Aquicultura é alternativa no Amazonas

O pescado ainda é o maior produto de segurança alimentar do Estado do Amazonas. Segundo a Sepror (Secretaria de Produção Rural do Amazonas) uma preocupação urgente do governo é garantir o abastecimento da população à medida que diminuem os estoques dos peixes considerados populares, como Jaraqui, Pacu e Piau. Já se vislumbra o problema sério dessas populações ribeirinhas não ter o que consumir. Segundo a OMS (Organização Mundial de Saúde) o consumo é alto no interior do Estado, cerca de 160 quilos de peixe por pessoa/ano.
De acordo com o secretário Executivo Adjunto de Pesca e Aquicultura do Amazonas, Geraldo Bernardino, o Brasil consome de sete a nove quilos de peixe pescado por pessoa/ano. O normal seria 12 quilos por pessoa/ano, informou a OMS, entendendo como um consumo de boa qualidade. No Amazonas, esse consumo fica entre 45 a 50 quilos de peixe pescado por pessoa/ano, no geral, considerando a capital. “Mas, quando se trata dos municípios do interior, este consumo fica em torno de 160 quilos.

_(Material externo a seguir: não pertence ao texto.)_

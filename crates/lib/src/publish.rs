//! Publish orchestration for pubwin.
//!
//! This module provides the high-level `publish` flow:
//!
//! 1. Resolve the request (derive the runtime identifier and output
//!    directory, apply the trim policy)
//! 2. If cleaning, remove the output directory and run the toolchain's
//!    `clean` action
//! 3. Run the toolchain's `publish` action
//! 4. Probe the output directory for the well-known artifact
//!
//! Any failure in steps 2-3 stops the flow. The probe in step 4 only feeds
//! the report and never fails a successful publish.

use std::io;
use std::path::{Path, PathBuf};

use serde::Serialize;
use tracing::{debug, info, warn};

use crate::artifact::{self, Artifact};
use crate::context::PublishContext;
use crate::error::{PublishError, Result};
use crate::request::{BuildRequest, Configuration, ResolvedRequest};
use crate::target::RuntimeIdentifier;
use crate::toolchain::{self, ChildStdout, Invocation};

/// Everything a publish run will do, computed before any side effect.
#[derive(Debug, Clone, PartialEq, Serialize)]
pub struct PublishPlan {
  pub request: ResolvedRequest,
  /// Present only when the request asks for a clean.
  pub clean: Option<Invocation>,
  pub publish: Invocation,
  pub artifact_path: PathBuf,
}

impl PublishPlan {
  /// Toolchain invocations in the order they will run.
  pub fn invocations(&self) -> impl Iterator<Item = &Invocation> {
    self.clean.iter().chain(std::iter::once(&self.publish))
  }
}

/// Result of a successful publish.
#[derive(Debug, Clone, PartialEq, Serialize)]
pub struct PublishReport {
  pub output_dir: PathBuf,
  pub runtime_identifier: RuntimeIdentifier,
  pub configuration: Configuration,
  pub self_contained: bool,
  pub self_contained_promoted: bool,
  /// Whether a previous output directory existed and was removed.
  pub removed_output: bool,
  pub artifact: Option<Artifact>,
}

/// Resolve a request into the commands it will run. Pure; touches nothing.
pub fn plan(ctx: &PublishContext, request: &BuildRequest) -> PublishPlan {
  let resolved = request.resolve(&ctx.root);
  let project = ctx.project_path();

  let clean = resolved
    .clean
    .then(|| Invocation::clean(&ctx.toolchain, &project, resolved.configuration));
  let publish = Invocation::publish(&ctx.toolchain, &project, &resolved);
  let artifact_path = ctx.artifact_path(&resolved.output_dir);

  PublishPlan {
    request: resolved,
    clean,
    publish,
    artifact_path,
  }
}

/// Run a previously computed plan.
///
/// The returned report has no artifact yet: callers announce success first and
/// then fill it in with [`find_artifact`].
pub async fn execute(plan: &PublishPlan, stdout: ChildStdout) -> Result<PublishReport> {
  let request = &plan.request;

  let mut removed_output = false;
  if let Some(clean) = &plan.clean {
    removed_output = remove_output_dir(&request.output_dir).await?;
    toolchain::run(clean, stdout).await?;
  }

  toolchain::run(&plan.publish, stdout).await?;
  info!(output = %request.output_dir.display(), "publish succeeded");

  Ok(PublishReport {
    output_dir: request.output_dir.clone(),
    runtime_identifier: request.runtime_identifier,
    configuration: request.configuration,
    self_contained: request.self_contained,
    self_contained_promoted: request.self_contained_promoted,
    removed_output,
    artifact: None,
  })
}

/// Probe for the artifact after a successful publish.
///
/// Only used for reporting, so a probe failure is logged and treated like a
/// missing artifact instead of failing the run.
pub async fn find_artifact(path: &Path) -> Option<Artifact> {
  match artifact::probe(path).await {
    Ok(artifact) => artifact,
    Err(err) => {
      warn!(error = %err, "could not read artifact size");
      None
    }
  }
}

/// Plan, execute, and probe in one step.
pub async fn publish(ctx: &PublishContext, request: &BuildRequest) -> Result<PublishReport> {
  let plan = plan(ctx, request);
  let mut report = execute(&plan, ChildStdout::Inherit).await?;
  report.artifact = find_artifact(&plan.artifact_path).await;
  Ok(report)
}

/// Remove a previous output directory. Returns `false` if there was nothing to remove.
pub async fn remove_output_dir(path: &Path) -> Result<bool> {
  match tokio::fs::remove_dir_all(path).await {
    Ok(()) => {
      info!(path = %path.display(), "removed previous output");
      Ok(true)
    }
    Err(err) if err.kind() == io::ErrorKind::NotFound => {
      debug!(path = %path.display(), "no previous output to remove");
      Ok(false)
    }
    Err(source) => Err(PublishError::RemoveOutput {
      path: path.to_path_buf(),
      source,
    }),
  }
}
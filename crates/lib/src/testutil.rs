//! Test utilities for pubwin-lib.
//!
//! Provides a fake toolchain: a small script that appends its arguments to a
//! log file, prints a build-log line on stdout like the real toolchain does,
//! optionally writes an artifact into the `-o` directory on `publish`, and
//! exits with a chosen code.
//!
//! Compiled for this crate's tests and, with the `testutil` feature, for
//! other crates' integration tests.

use std::path::{Path, PathBuf};

/// Line the fake toolchain prints on stdout for every invocation.
pub const BUILD_LOG_LINE: &str = "Restore complete (0.4s)";

pub struct FakeToolchain {
  program: PathBuf,
  log: PathBuf,
}

impl FakeToolchain {
  /// Write the fake toolchain into `dir`.
  ///
  /// `artifact` is an optional `(file name, size in bytes)` to create in the
  /// output directory when invoked with `publish`.
  pub fn new(dir: &Path, exit_code: i32, artifact: Option<(&str, u64)>) -> Self {
    let log = dir.join("calls.log");
    let program = write_script(dir, &log, exit_code, artifact);
    Self { program, log }
  }

  pub fn program(&self) -> String {
    self.program.display().to_string()
  }

  pub fn program_path(&self) -> &Path {
    &self.program
  }

  /// One entry per invocation, arguments joined by single spaces.
  pub fn calls(&self) -> Vec<String> {
    match std::fs::read_to_string(&self.log) {
      Ok(content) => content.lines().map(|line| line.trim_end().to_string()).collect(),
      Err(_) => Vec::new(),
    }
  }
}

#[cfg(unix)]
fn write_script(dir: &Path, log: &Path, exit_code: i32, artifact: Option<(&str, u64)>) -> PathBuf {
  use std::os::unix::fs::PermissionsExt;

  let make_artifact = match artifact {
    Some((name, size)) => format!("mkdir -p \"$out\" && head -c {size} /dev/zero > \"$out/{name}\""),
    None => ":".to_string(),
  };

  let script = format!(
    r#"#!/bin/sh
echo "$*" >> '{log}'
echo "{BUILD_LOG_LINE}"
if [ "$1" = "publish" ]; then
  out=""
  while [ $# -gt 0 ]; do
    if [ "$1" = "-o" ]; then out="$2"; fi
    shift
  done
  {make_artifact}
fi
exit {exit_code}
"#,
    log = log.display(),
  );

  let path = dir.join("fake-toolchain.sh");
  std::fs::write(&path, script).unwrap();
  std::fs::set_permissions(&path, std::fs::Permissions::from_mode(0o755)).unwrap();
  path
}

#[cfg(windows)]
fn write_script(dir: &Path, log: &Path, exit_code: i32, artifact: Option<(&str, u64)>) -> PathBuf {
  let make_artifact = match artifact {
    Some((name, size)) => format!(
      "if \"%ACTION%\"==\"publish\" if defined OUT (mkdir \"%OUT%\" 2>nul & fsutil file createnew \"%OUT%\\{name}\" {size} >nul)"
    ),
    None => "rem".to_string(),
  };

  let script = format!(
    "@echo off\r\n\
     echo %*>>\"{log}\"\r\n\
     echo {BUILD_LOG_LINE}\r\n\
     set \"ACTION=%~1\"\r\n\
     set \"OUT=\"\r\n\
     :loop\r\n\
     if \"%~1\"==\"\" goto done\r\n\
     if \"%~1\"==\"-o\" set \"OUT=%~2\"\r\n\
     shift\r\n\
     goto loop\r\n\
     :done\r\n\
     {make_artifact}\r\n\
     exit /b {exit_code}\r\n",
    log = log.display(),
  );

  let path = dir.join("fake-toolchain.cmd");
  std::fs::write(&path, script).unwrap();
  path
}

Ou seja, são vinte vezes o consumo brasileiro e quase quinze vezes o consumo considerado ótimo pelas organizações mundiais”, relatou.
Segundo Bernardino o mais expressivo destaque da Sepror está na cultura do peixe nativo iniciada com a criação manejada do Tambaqui, a Matrinxã, o Pirarucu e o Surubim. O projeto vem sendo desenvolvido na Estação de Pesquisa localizada em Balbina, localizada no município de Presidente Figueiredo, Região Metropolitana de Manaus.
O carro chefe do projeto de manejo sustentável é o Tambaqui, com tecnologia definida, conta com amparo e arranjo produtivo local e uma perspectiva de aumento dessa produção considerando a instalação de grandes empreendimentos empresariais, com mais de 200 hectares, localizados na região de Canutama, de Humaitá e de Manacapuru. “Faz com que a tendência seja o crescimento dessa atividade, considerando que a dificuldade na nossa piscicultura de pequena escala é o custo de produção de ração”, disse o secretário de Pesca.
A ração no Amazonas é mais cara em relação aos Estados vizinhos, principalmente em Rondônia, que conta com uma produção em torno de 40 a 45 mil toneladas, motivada pelo custo do Tambaqui, que em Rondônia é vendido pelo produtor a R$ 3,50, enquanto essa mesma espécie é vendida em Manaus por cerca de R$ 5 o quilo, nessa relação, 42,86% mais caro.
Bernardino afirma ainda que a produtividade do Tambaqui no Amazonas, hoje, está em torno de 8 a 10 toneladas por hectares manejados, mas podendo chegar a 15 e 16 toneladas/mês ou mais com a continuidade da pesquisa alinhando conhecimento, tecnologia e ciência. “Para também evitar problemas causados pelos próprios parasitas que aparecem durante um processo intensivo de produção”, disse.
Na cultura a matéria-prima não é o peixe, não é a ração, é a água e o Amazonas tem água em quantidade e qualidade. Com a continuidade da pesquisa de produção em cativeiro manejada, o crescimento ocorrerá de maneira responsável, segundo Bernardino, fazendo o dever de casa sabendo que a cultura é o maior negócio do mundo.
Na visão de Bernardino o Estado de São Paulo, que tem de água disponível não pode criar peixe hoje porque a água ou está poluída ou não tem suficiente, como ocorre em outros Estados. “Por isso o Amazonas é a bola da vez, mas nós temos que transformar essa água, essa cultura de pesca em geração de emprego, em geração de renda e interiorização de conhecimento”, revelou. Ele afirmou que não tem uma atividade no Amazonas que possa deixar mais o trabalhador na sua cultura e nos seus municípios do que a pesca. “Basta olhar a geografia onde há rio para todo lado, em abundância, é aqui”, afirmou.